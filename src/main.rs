mod cli;

fn main() {
    if let Err(err) = cli::run() {
        eprintln!("Error: {:#}", err);
        #[allow(clippy::exit)]
        std::process::exit(1);
    }
}
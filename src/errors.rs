use thiserror::Error;

/// Errors raised at entry, before any search work is done.
#[derive(Error, Debug, Clone, PartialEq)]
pub enum EnumerateError {
    #[error("Weights must not repeat: {0} appears more than once")]
    DuplicateWeight(f64),
    #[error("Weights must be positive and finite, got {0}")]
    InvalidWeight(f64),
    #[error("Target must be finite, got {0}")]
    InvalidTarget(f64),
    #[error("Weight {weight} is too small for target {target}: its count cannot be bounded")]
    BoundOverflow { weight: f64, target: f64 },
}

## Problem
Take the material above and transcribe all of it exactly.

## Answer to this task
filename src/main.rs
mod cli;

fn main() {
    if let Err(err) = cli::run() {
        eprintln!("Error: {:#}", err);
        #[allow(clippy::exit)]
        std::process::exit(1);
    }
}
filename src/errors.rs
use thiserror::Error;

/// Errors raised at entry, before any search work is done.
#[derive(Error, Debug, Clone, PartialEq)]
pub enum EnumerateError {
    #[error("Weights must not repeat: {0} appears more than once")]
    DuplicateWeight(f64),
    #[error("Weights must be positive and finite, got {0}")]
    InvalidWeight(f64),
    #[error("Target must be finite, got {0}")]
    InvalidTarget(f64),
    #[error("Weight {weight} is too small for target {target}: its count cannot be bounded")]
    BoundOverflow { weight: f64, target: f64 },
}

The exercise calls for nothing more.